3. Rock n’ Roll Wake Up Call
“Two days before my mother’s 55th birthday I slipped word to my mom’s new boyfriend not to sleep over. He had already had one heart attack and I didn’t want to kill him just yet. At the bar I pitched the plan to Rock n’ Roll Wake Up Call my mother. We all knew what it meant but never thought we’d use it against the innocent. We assembled a three-piece band and two audience members and stopped for party decorations. Back home at 259 Park Dr. we started loading gear from the garage, up the stairs and into my mother’s master bathroom. We stacked the cabs and amps in the bathtub and put most of a drum set in front of the toilet. At 2:30 am the bathroom is fully decorated with streamers and balloons and five drunk idiots wearing party hats as we flipped our amps on simultaneously and when the feedback started to scream the drummer counted off and we went into a fast hardcore punk riff. My mother did not kick the door down, she simply pushed it open and glared at me and we all shouted ‘SURPRISE!’ and then I knew we had to leave. Now. We have it on video.”
4. Mace Party
“The garage was home base, I had installed carpet and furniture all from things being thrown out in the neighbourhood. My best friend Kyle and I had put a couch on a dolly and rolled it a quarter mile back. We had everything we needed to party and hang out in and I had even invested in a fog machine and strobe lights for certain occasions. One party I was sitting on the couch and I happened to look down into my girlfriend’s purse and saw what looked like lipstick but said ‘mace’ in fancy lettering. I asked if that was in fact mace, she said yes and I grabbed it.

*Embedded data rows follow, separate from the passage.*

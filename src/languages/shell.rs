//! Built-in shell-script detection patterns.
//!
//! The shebang is the canonical first-line signal: a script whose first
//! line names a shell interpreter is shell with near certainty regardless
//! of how neutral the rest of the file looks, so it carries the first-line
//! bonus rather than a single cumulative point.

use regex::Regex;

use crate::types::{DetectionPattern, LanguageDefinition, PatternScope};

/// Shell definition:
/// - `sh_shebang` (first-line): `#!/bin/bash` and friends
/// - `sh_assignment`: `VAR=value` assignment lines
/// - `sh_if_test`: `if [ … ]; then` conditionals
/// - `sh_pipe_redirect`: pipe/redirect idioms
/// - `sh_common_commands`: frequent command names
pub fn definition() -> LanguageDefinition {
    LanguageDefinition {
        language: "shell".to_string(),
        patterns: vec![
            DetectionPattern {
                id: "sh_shebang".to_string(),
                regex: Regex::new(r"^#!\s*/(usr/)?bin/(env\s+)?(bash|sh|zsh)\b")
                    .expect("regex pattern is valid and should always compile"),
                scope: PatternScope::FirstLines,
                description: "Shell interpreter shebang on the first line".to_string(),
                enabled: true,
            },
            DetectionPattern {
                id: "sh_assignment".to_string(),
                regex: Regex::new(r"(?m)^\s*[A-Za-z_][A-Za-z0-9_]*=")
                    .expect("regex pattern is valid and should always compile"),
                scope: PatternScope::FullText,
                description: "Variable assignment line (VAR=value)".to_string(),
                enabled: true,
            },
            DetectionPattern {
                id: "sh_if_test".to_string(),
                regex: Regex::new(r"\bif\s+\[\s+.*\s+\];\s+then")
                    .expect("regex pattern is valid and should always compile"),
                scope: PatternScope::FullText,
                description: "Test conditional (if [ … ]; then)".to_string(),
                enabled: true,
            },
            DetectionPattern {
                id: "sh_pipe_redirect".to_string(),
                regex: Regex::new(r"\|\s*grep|>\s*/dev/null")
                    .expect("regex pattern is valid and should always compile"),
                scope: PatternScope::FullText,
                description: "Pipe to grep or redirect to /dev/null".to_string(),
                enabled: true,
            },
            DetectionPattern {
                id: "sh_common_commands".to_string(),
                regex: Regex::new(r"\b(echo|cd|ls|mkdir|rm|cp|mv)\b")
                    .expect("regex pattern is valid and should always compile"),
                scope: PatternScope::FullText,
                description: "Common command name".to_string(),
                enabled: true,
            },
        ],
        extensions: vec![".sh".to_string(), ".bash".to_string()],
    }
}
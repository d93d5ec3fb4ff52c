//! Built-in JavaScript detection patterns.

use regex::Regex;

use crate::types::{DetectionPattern, LanguageDefinition, PatternScope};

/// JavaScript definition:
/// - `js_function`: `function` declarations and arrow-function bindings
/// - `js_module_import`: ESM import/export statements
/// - `js_dom_api`: DOM manipulation calls
/// - `js_react_hook`: framework hook calls (`useState(`, …)
pub fn definition() -> LanguageDefinition {
    LanguageDefinition {
        language: "javascript".to_string(),
        patterns: vec![
            DetectionPattern {
                id: "js_function".to_string(),
                regex: Regex::new(
                    r"\bfunction\s+\w+\s*\(|const\s+\w+\s*=\s*(\(.*\)|[a-zA-Z0-9_]+)\s*=>",
                )
                .expect("regex pattern is valid and should always compile"),
                scope: PatternScope::FullText,
                description: "Function declaration or arrow-function binding".to_string(),
                enabled: true,
            },
            DetectionPattern {
                id: "js_module_import".to_string(),
                regex: Regex::new(r"\b(import|export)\s+(\{.*\}|\*|default)\s+from")
                    .expect("regex pattern is valid and should always compile"),
                scope: PatternScope::FullText,
                description: "ESM import/export statement".to_string(),
                enabled: true,
            },
            DetectionPattern {
                id: "js_dom_api".to_string(),
                regex: Regex::new(r"document\.querySelector|getElementById|addEventListener")
                    .expect("regex pattern is valid and should always compile"),
                scope: PatternScope::FullText,
                description: "DOM manipulation API call".to_string(),
                enabled: true,
            },
            DetectionPattern {
                id: "js_react_hook".to_string(),
                regex: Regex::new(r"\buseState\(|useEffect\(|useRef\(|useContext\(")
                    .expect("regex pattern is valid and should always compile"),
                scope: PatternScope::FullText,
                description: "React hook call".to_string(),
                enabled: true,
            },
        ],
        extensions: vec![".js".to_string(), ".jsx".to_string(), ".mjs".to_string()],
    }
}
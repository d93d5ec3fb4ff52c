//! Built-in Python detection patterns.

use regex::Regex;

use crate::types::{DetectionPattern, LanguageDefinition, PatternScope};

/// Python definition:
/// - `py_def`: function definition headers
/// - `py_class`: class definition headers
/// - `py_import`: `import`/`from` statements
/// - `py_indent`: indented statement lines (multiline indentation cue)
pub fn definition() -> LanguageDefinition {
    LanguageDefinition {
        language: "python".to_string(),
        patterns: vec![
            DetectionPattern {
                id: "py_def".to_string(),
                regex: Regex::new(r"\bdef\s+[a-zA-Z_][a-zA-Z0-9_]*\s*\(")
                    .expect("regex pattern is valid and should always compile"),
                scope: PatternScope::FullText,
                description: "Function definition header (def name()".to_string(),
                enabled: true,
            },
            DetectionPattern {
                id: "py_class".to_string(),
                regex: Regex::new(r"\bclass\s+[A-Z][a-zA-Z0-9_]*(\([^)]*\))?:")
                    .expect("regex pattern is valid and should always compile"),
                scope: PatternScope::FullText,
                description: "Class definition header ending in a colon".to_string(),
                enabled: true,
            },
            DetectionPattern {
                id: "py_import".to_string(),
                regex: Regex::new(r"\b(import|from)\s+[a-zA-Z_][a-zA-Z0-9_.]*")
                    .expect("regex pattern is valid and should always compile"),
                scope: PatternScope::FullText,
                description: "Import statement (import x / from x)".to_string(),
                enabled: true,
            },
            DetectionPattern {
                id: "py_indent".to_string(),
                regex: Regex::new(r"(?m)^\s{2,}[a-zA-Z0-9_]+")
                    .expect("regex pattern is valid and should always compile"),
                scope: PatternScope::FullText,
                description: "Indented statement line".to_string(),
                enabled: true,
            },
        ],
        extensions: vec![".py".to_string()],
    }
}
//! Built-in Dockerfile detection patterns.
//!
//! A `FROM` instruction on the first line is definitive enough to carry the
//! first-line bonus; the instruction-keyword pattern then accumulates one
//! point per instruction line in the body.

use regex::Regex;

use crate::types::{DetectionPattern, LanguageDefinition, PatternScope};

/// Dockerfile definition:
/// - `dockerfile_from_header` (first-line): leading `FROM` instruction
/// - `dockerfile_instruction`: any instruction keyword at line start
/// - `dockerfile_run_package_manager`: `RUN apt-get/npm/pip` idioms
pub fn definition() -> LanguageDefinition {
    LanguageDefinition {
        language: "dockerfile".to_string(),
        patterns: vec![
            DetectionPattern {
                id: "dockerfile_from_header".to_string(),
                regex: Regex::new(r"(?i)^FROM\s+")
                    .expect("regex pattern is valid and should always compile"),
                scope: PatternScope::FirstLines,
                description: "FROM instruction at the top of the file".to_string(),
                enabled: true,
            },
            DetectionPattern {
                id: "dockerfile_instruction".to_string(),
                regex: Regex::new(
                    r"(?mi)^(FROM|RUN|CMD|LABEL|EXPOSE|ENV|ADD|COPY|ENTRYPOINT|VOLUME|USER|WORKDIR|ARG|ONBUILD|STOPSIGNAL|HEALTHCHECK|SHELL)\s+",
                )
                .expect("regex pattern is valid and should always compile"),
                scope: PatternScope::FullText,
                description: "Instruction keyword at line start".to_string(),
                enabled: true,
            },
            DetectionPattern {
                id: "dockerfile_run_package_manager".to_string(),
                regex: Regex::new(r"(?i)\bRUN\s+apt-get\s+|RUN\s+npm\s+|RUN\s+pip\s+")
                    .expect("regex pattern is valid and should always compile"),
                scope: PatternScope::FullText,
                description: "RUN invoking a package manager".to_string(),
                enabled: true,
            },
        ],
        extensions: vec!["Dockerfile".to_string()],
    }
}
//! Built-in Java properties detection patterns.
//!
//! Deliberately weak on its own: `key=value` plus `#` comments describes
//! half the config files in existence. The override resolver recognizes
//! Spring-style prefixes and embedded filename markers before these
//! patterns get a say.

use regex::Regex;

use crate::types::{DetectionPattern, LanguageDefinition, PatternScope};

/// Properties definition:
/// - `properties_key_value`: unspaced-prefix `key=value` lines
/// - `properties_comment`: `#` comment lines
pub fn definition() -> LanguageDefinition {
    LanguageDefinition {
        language: "properties".to_string(),
        patterns: vec![
            DetectionPattern {
                id: "properties_key_value".to_string(),
                regex: Regex::new(r"(?m)^[a-zA-Z0-9_.\-]+\s*=\s*.*$")
                    .expect("regex pattern is valid and should always compile"),
                scope: PatternScope::FullText,
                description: "Key-value line (key=value)".to_string(),
                enabled: true,
            },
            DetectionPattern {
                id: "properties_comment".to_string(),
                regex: Regex::new(r"(?m)^#.*$")
                    .expect("regex pattern is valid and should always compile"),
                scope: PatternScope::FullText,
                description: "Comment line (#)".to_string(),
                enabled: true,
            },
        ],
        extensions: vec![".properties".to_string(), ".prop".to_string()],
    }
}
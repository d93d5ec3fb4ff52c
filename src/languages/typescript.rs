//! Built-in TypeScript detection patterns.
//!
//! TypeScript shares most surface syntax with JavaScript; these patterns
//! target the typed constructs that JavaScript lacks, so a `.ts` file with
//! annotations outscores the generic JavaScript patterns on typed code.

use regex::Regex;

use crate::types::{DetectionPattern, LanguageDefinition, PatternScope};

/// TypeScript definition:
/// - `ts_type_decl`: `interface`/`type` declarations
/// - `ts_type_annotation`: `name: type` annotations
/// - `ts_typed_import`: `import type { … } from`
/// - `ts_generic`: angle-bracket generic syntax
pub fn definition() -> LanguageDefinition {
    LanguageDefinition {
        language: "typescript".to_string(),
        patterns: vec![
            DetectionPattern {
                id: "ts_type_decl".to_string(),
                regex: Regex::new(r"\binterface\s+\w+|type\s+\w+\s*=")
                    .expect("regex pattern is valid and should always compile"),
                scope: PatternScope::FullText,
                description: "Interface or type-alias declaration".to_string(),
                enabled: true,
            },
            DetectionPattern {
                id: "ts_type_annotation".to_string(),
                regex: Regex::new(
                    r"\w+\s*:\s*(string|number|boolean|any|unknown|object|\{|\[|\w+\[\])",
                )
                .expect("regex pattern is valid and should always compile"),
                scope: PatternScope::FullText,
                description: "Type-annotated identifier (name: type)".to_string(),
                enabled: true,
            },
            DetectionPattern {
                id: "ts_typed_import".to_string(),
                regex: Regex::new(r"import\s+type\s+\{.*\}\s+from")
                    .expect("regex pattern is valid and should always compile"),
                scope: PatternScope::FullText,
                description: "Type-only import statement".to_string(),
                enabled: true,
            },
            DetectionPattern {
                id: "ts_generic".to_string(),
                regex: Regex::new(r"<[A-Z][a-zA-Z0-9]*>")
                    .expect("regex pattern is valid and should always compile"),
                scope: PatternScope::FullText,
                description: "Generic angle-bracket syntax (<T>)".to_string(),
                enabled: true,
            },
        ],
        extensions: vec![".ts".to_string(), ".tsx".to_string()],
    }
}

#[cfg(test)]
mod tests {
    use super::*;
    use crate::languages::test_support::pattern_by_id;

    #[test]
    fn test_all_patterns_compile() {
        assert_eq!(definition().patterns.len(), 4);
    }

    #[test]
    fn test_type_declarations_match() {
        let def = definition();
        let pattern = pattern_by_id(&def, "ts_type_decl");
        assert!(pattern.regex.is_match("interface Props {"));
        assert!(pattern.regex.is_match("type Result = string | null"));
    }

    #[test]
    fn test_annotation_and_generics_match() {
        let def = definition();
        assert!(
            pattern_by_id(&def, "ts_type_annotation")
                .regex
                .is_match("const name: string = 'x'")
        );
        assert!(pattern_by_id(&def, "ts_generic").regex.is_match("Array<Item>"));
    }

    #[test]
    fn test_typed_import_matches() {
        let def = definition();
        let pattern = pattern_by_id(&def, "ts_typed_import");
        assert!(pattern.regex.is_match("import type { User } from './user'"));
        assert!(!pattern.regex.is_match("import { User } from './user'"));
    }
}
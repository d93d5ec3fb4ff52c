//! Built-in SQL detection patterns.
//!
//! All patterns are case-insensitive: SQL keywords appear upper-, lower-,
//! and mixed-case in the wild.

use regex::Regex;

use crate::types::{DetectionPattern, LanguageDefinition, PatternScope};

/// SQL definition:
/// - `sql_statement`: DML/DDL statement keywords
/// - `sql_join`: `JOIN … ON|USING` clauses
/// - `sql_where`: `WHERE` clauses with a comparison operator
/// - `sql_aggregate`: aggregate function calls
pub fn definition() -> LanguageDefinition {
    LanguageDefinition {
        language: "sql".to_string(),
        patterns: vec![
            DetectionPattern {
                id: "sql_statement".to_string(),
                regex: Regex::new(
                    r"(?i)\b(SELECT|INSERT|UPDATE|DELETE|CREATE|ALTER|DROP|TRUNCATE)\s+",
                )
                .expect("regex pattern is valid and should always compile"),
                scope: PatternScope::FullText,
                description: "DML/DDL statement keyword".to_string(),
                enabled: true,
            },
            DetectionPattern {
                id: "sql_join".to_string(),
                regex: Regex::new(r"(?i)\bJOIN\s+[a-zA-Z_][a-zA-Z0-9_]*\s+(ON|USING)")
                    .expect("regex pattern is valid and should always compile"),
                scope: PatternScope::FullText,
                description: "JOIN clause (JOIN table ON/USING)".to_string(),
                enabled: true,
            },
            DetectionPattern {
                id: "sql_where".to_string(),
                regex: Regex::new(
                    r"(?i)\bWHERE\s+[a-zA-Z_][a-zA-Z0-9_]*\s*(=|<|>|<=|>=|<>|!=|LIKE|IN|BETWEEN)",
                )
                .expect("regex pattern is valid and should always compile"),
                scope: PatternScope::FullText,
                description: "WHERE clause with comparison operator".to_string(),
                enabled: true,
            },
            DetectionPattern {
                id: "sql_aggregate".to_string(),
                regex: Regex::new(r"(?i)\b(COUNT|SUM|AVG|MIN|MAX)\s*\(")
                    .expect("regex pattern is valid and should always compile"),
                scope: PatternScope::FullText,
                description: "Aggregate function call".to_string(),
                enabled: true,
            },
        ],
        extensions: vec![".sql".to_string()],
    }
}
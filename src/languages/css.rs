//! Built-in CSS detection patterns.

use regex::Regex;

use crate::types::{DetectionPattern, LanguageDefinition, PatternScope};

/// CSS definition:
/// - `css_rule_block`: selector followed by a `{ property: value }` block
/// - `css_media_query`: `@media` queries
/// - `css_keyframes`: `@keyframes` animations
pub fn definition() -> LanguageDefinition {
    LanguageDefinition {
        language: "css".to_string(),
        patterns: vec![
            DetectionPattern {
                id: "css_rule_block".to_string(),
                regex: Regex::new(r"(?i)[.#]?[a-z0-9_\-]+\s*\{[^}]*:[^}]*\}")
                    .expect("regex pattern is valid and should always compile"),
                scope: PatternScope::FullText,
                description: "Selector with a declaration block".to_string(),
                enabled: true,
            },
            DetectionPattern {
                id: "css_media_query".to_string(),
                regex: Regex::new(r"(?i)@media\s+")
                    .expect("regex pattern is valid and should always compile"),
                scope: PatternScope::FullText,
                description: "@media query".to_string(),
                enabled: true,
            },
            DetectionPattern {
                id: "css_keyframes".to_string(),
                regex: Regex::new(r"(?i)@keyframes\s+")
                    .expect("regex pattern is valid and should always compile"),
                scope: PatternScope::FullText,
                description: "@keyframes animation".to_string(),
                enabled: true,
            },
        ],
        extensions: vec![".css".to_string()],
    }
}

Without telling anyone I opened the reservoir of the fog tank, sprayed in some mace and shut it. Within a few minutes people started to cough a little, then a little more. They demanded to know what I did and after I told them some people left, but some didn’t. That small group made an immediate wager to see who could last the longest in the room. One by one we all quit and ran into the yard and most of us threw up from it. Afterwards, I invited the few participants in and made everyone breakfast as we sat around with swollen eyes.”
5. Praise Be Karen
“There are a hundred more stories, some I can’t remember and I can’t name all the people involved as they’ve gone on to lead respectful and successful lives with families. 259 Park Dr. holds a special place in all of our hearts. We were not interested in going to clubs or doing what kids our age were into, when someone invited a newcomer to a Park Dr. party there was a 50 percent chance they would immediately leave. When you opened the back door of the garage to a cloud of cigarette and weed smoke, 30 kids drinking anything they could get their hands on, dildos being used to hit people in the face if they were shut out in beer pong, and of course loud and aggressive music being blared; it wasn’t for everyone. But it was a place where if you asked to show someone a song they would shut up and listen to it. When the nights died down we’d discuss all of the things we were experiencing and afraid of as we were becoming adults. Some of the people who hung out there have gone on to get married and almost all of us are still close friends ten years after I moved out.
There is a common phrase amongst my friends to say ‘Karen Vernon is a saint.’ Even to this day it is said as if it was a prayer with absolute sincerity. She had every right to kill any of us at any time and she never did. Praise Be Karen.”